Driving food towards change: reflection bites from Sara Roversi at the G20 Climate Stewardship Working Group

Driving food towards change: reflection bites from Sara Roversi at the G20 Climate Stewardship Working Group

The Future Food President, Sara Roversi, was invited as a keynote speaker at the workshop of the G20 Climate Stewardship Working Group (CSWG) on Circular Carbon Economy Technology & Innovation, held on March 1-2 in Riyadh.

This is a side event to the first of three Climate Stewardship Working Group meetings leading up to the G20 Leader’s Summit this November under the Saudi Presidency.

Other participants in the Workshop included representatives from FAO, G20 Ministries of Agriculture, TMG, IEA, and OECD. 

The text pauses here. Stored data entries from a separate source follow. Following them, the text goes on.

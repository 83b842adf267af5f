//! HTTP client for the studyplan REST API.
//!
//! [`SessionLedger`] is the narrow seam the timer controller depends on;
//! [`ApiClient`] implements it over HTTP and also exposes the reporting and
//! catalog endpoints for the terminal client.

use async_trait::async_trait;
use reqwest::{Client, RequestBuilder, Response, StatusCode};
use serde::de::DeserializeOwned;
use serde::Deserialize;
use thiserror::Error;
use url::Url;

use crate::catalog::{NewSubject, NewTopic, Subject, Topic, TopicUpdate};
use crate::ledger::{NewSession, StopSession, StudySession};
use crate::reporting::{SessionFilter, SessionStats};

#[derive(Error, Debug)]
pub enum ClientError {
    #[error("Invalid API URL '{url}': {message}")]
    InvalidUrl { url: String, message: String },

    #[error("HTTP request failed: {0}")]
    Http(#[from] reqwest::Error),

    #[error("Not found: {0}")]
    NotFound(String),

    #[error("Bad request: {0}")]
    BadRequest(String),

    #[error("Server returned {status}: {message}")]
    Status { status: u16, message: String },
}

/// Server-side session bookkeeping used by the timer.
#[async_trait]
pub trait SessionLedger: Send + Sync {
    async fn start_session(&self, request: &NewSession) -> Result<StudySession, ClientError>;
    async fn stop_session(&self, session_id: i64) -> Result<StudySession, ClientError>;
}

#[derive(Deserialize)]
struct ErrorBody {
    error: String,
}

/// Client for the REST API rooted at e.g. `http://localhost:4000/api`.
#[derive(Debug, Clone)]
pub struct ApiClient {
    base_url: String,
    http_client: Client,
}

impl ApiClient {
    /// # Errors
    /// Returns [`ClientError::InvalidUrl`] if `base_url` is not an http(s) URL.
    pub fn new(base_url: &str) -> Result<Self, ClientError> {
        let parsed = Url::parse(base_url).map_err(|e| ClientError::InvalidUrl {
            url: base_url.to_string(),
            message: e.to_string(),
        })?;
        if !matches!(parsed.scheme(), "http" | "https") {
            return Err(ClientError::InvalidUrl {
                url: base_url.to_string(),
                message: format!("unsupported scheme '{}'", parsed.scheme()),
            });
        }
        Ok(Self {
            base_url: base_url.trim_end_matches('/').to_string(),
            http_client: Client::new(),
        })
    }

    pub fn base_url(&self) -> &str {
        &self.base_url
    }

    fn url(&self, path: &str) -> String {
        format!("{}/{}", self.base_url, path.trim_start_matches('/'))
    }

    async fn execute(&self, request: RequestBuilder) -> Result<Response, ClientError> {
        let resp = request.send().await?;
        let status = resp.status();
        if status.is_success() {
            return Ok(resp);
        }

        let text = resp.text().await.unwrap_or_default();
        let message = serde_json::from_str::<ErrorBody>(&text)
            .map(|body| body.error)
            .unwrap_or(text);
        tracing::debug!(status = status.as_u16(), %message, "API request failed");
        Err(match status {
            StatusCode::NOT_FOUND => ClientError::NotFound(message),
            StatusCode::BAD_REQUEST => ClientError::BadRequest(message),
            other => ClientError::Status {
                status: other.as_u16(),
                message,
            },
        })
    }

    async fn send<T: DeserializeOwned>(&self, request: RequestBuilder) -> Result<T, ClientError> {
        Ok(self.execute(request).await?.json().await?)
    }

    async fn send_empty(&self, request: RequestBuilder) -> Result<(), ClientError> {
        self.execute(request).await.map(|_| ())
    }

    pub async fn list_sessions(&self, filter: &SessionFilter) -> Result<Vec<StudySession>, ClientError> {
        self.send(self.http_client.get(self.url("sessions")).query(filter))
            .await
    }

    pub async fn session_stats(&self, filter: &SessionFilter) -> Result<SessionStats, ClientError> {
        self.send(self.http_client.get(self.url("sessions/stats")).query(filter))
            .await
    }

    pub async fn list_subjects(&self) -> Result<Vec<Subject>, ClientError> {
        self.send(self.http_client.get(self.url("subjects"))).await
    }

    pub async fn create_subject(&self, request: &NewSubject) -> Result<Subject, ClientError> {
        self.send(self.http_client.post(self.url("subjects")).json(request))
            .await
    }

    pub async fn delete_subject(&self, subject_id: i64) -> Result<(), ClientError> {
        self.send_empty(
            self.http_client
                .delete(self.url(&format!("subjects/{subject_id}"))),
        )
        .await
    }

    pub async fn list_topics(&self, subject_id: i64) -> Result<Vec<Topic>, ClientError> {
        self.send(
            self.http_client
                .get(self.url(&format!("subjects/{subject_id}/topics"))),
        )
        .await
    }

    pub async fn create_topic(&self, subject_id: i64, request: &NewTopic) -> Result<Topic, ClientError> {
        self.send(
            self.http_client
                .post(self.url(&format!("subjects/{subject_id}/topics")))
                .json(request),
        )
        .await
    }

    pub async fn update_topic(&self, topic_id: i64, update: &TopicUpdate) -> Result<Topic, ClientError> {
        self.send(
            self.http_client
                .put(self.url(&format!("topics/{topic_id}")))
                .json(update),
        )
        .await
    }

    pub async fn delete_topic(&self, topic_id: i64) -> Result<(), ClientError> {
        self.send_empty(self.http_client.delete(self.url(&format!("topics/{topic_id}"))))
            .await
    }
}

#[async_trait]
impl SessionLedger for ApiClient {
    async fn start_session(&self, request: &NewSession) -> Result<StudySession, ClientError> {
        self.send(self.http_client.post(self.url("sessions/start")).json(request))
            .await
    }

    async fn stop_session(&self, session_id: i64) -> Result<StudySession, ClientError> {
        let body = StopSession {
            session_id: Some(session_id),
        };
        self.send(self.http_client.post(self.url("sessions/stop")).json(&body))
            .await
    }
}

#[cfg(test)]
mod tests {
    use super::*;

    #[test]
    fn new_rejects_bad_urls() {
        assert!(matches!(
            ApiClient::new("not a url"),
            Err(ClientError::InvalidUrl { .. })
        ));
        assert!(matches!(
            ApiClient::new("ftp://example.com/api"),
            Err(ClientError::InvalidUrl { .. })
        ));
    }

    #[test]
    fn url_joins_without_double_slashes() {
        let client = ApiClient::new("http://localhost:4000/api/").unwrap();
        assert_eq!(client.base_url(), "http://localhost:4000/api");
        assert_eq!(client.url("/sessions/start"), "http://localhost:4000/api/sessions/start");
        assert_eq!(client.url("subjects"), "http://localhost:4000/api/subjects");
    }
}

Sara Roversi shared her perspective during the session “Circular Carbon Economy in the Food Sector” speaking about “The future of food: emissions-neutral products,” providing a view on how emissions neutrality can be achieved on the product level.  The audience included members of G20 member nations and invited countries’ delegations, international organizations, and participants from think tanks as well as the global private sector community.


“Food is life, to such an extent that it is listed among the basic human rights. Food is energy, nourishment, sociality; it is the vehicle of values, culture, symbols, identity. 

But the agri-food system is also a major driver of climate change, with its contribution between 25-30% of global greenhouse gases emissions (GHG) in the atmosphere.

Therefore, focusing on climate-smart solutions is not only a mere definition well-fitting within the era of the Fourth Industrial Revolution but an urgent necessity to implement in order to achieve the three pillars of sustainable development: People,* Planet** and Prosperity***.

As we cannot separate food security from our reliance on limited natural resources, and food transversally touches all the SDGs, only a form of innovation with low environmental impact is able to maximize agriculture productivity, to boost resource efficiency and to grow more nutritious food. In this sense, IoT technologies and digitalized monitoring systems help us to massively reduce land and water consumption. To manage carbon emissions in the food sector, we cannot even ignore the need for an ecosystem-based adaptive transition. As the FAO recommends, in the short term this can lead to reduce or remove GHG emissions where possible, such as choosing crop production according to specific weather conditions of the area or opting for carbon offsets. But in the long run, nor mechanisms of adaptation and mitigation alone will be sufficient to move towards a significant ecological transformation, both in terms of environmental and ethical preservation.

Research reveals that stringent climate mitigation policies can conflict and compromise food consumption and global hunger. The goal that we have been aiming at within the Future Food Institute is actually developing disruptive innovations in food production from a holistic perspective, meaning that a radical cultural innovation has to precede a pure technological one. Societal changes imply, for example, to prefer nourishment low in carbon footprint, such as the Mediterranean diet, or finding alternative to the traditional animal-based proteins. That is far more than simply imposing different educational patterns on consumers from the top;  it rather requires a bottom-up approach that strengthen resilience, regenerate the environment and all the precious services it provides.

*Starting with the first one, People, by 2050 resource scarcity is predicted to cause 10% reduction of the global crop production, while forcing 700 million individuals to become environmental migrants. These provisions, in contrast with the urge for food production to increase at least  by 60% and meet the needs of the world population, expected to reach 9.7 billion people by 2050, clearly exacerbate the challenge of feeding present and future generations.

**Also the second pillar, Planet, is going to be heavily compromised without an imminent and thorough climate-smart approach. Nearly two thirds of global ecosystems have been degraded, due to climate change, urbanization, socio-economic development and inefficient policies. It is revealing that UNCCD reports already 13 countries only from the European Union to have  declared to desertification alert. 

***Equally,  climate-smart solutions represent a massive opportunity in terms of Prosperity: $2 billion has been invested in these “circular carbon” companies to date, developing the potential for becoming one of the most important industries of the 21st Century.”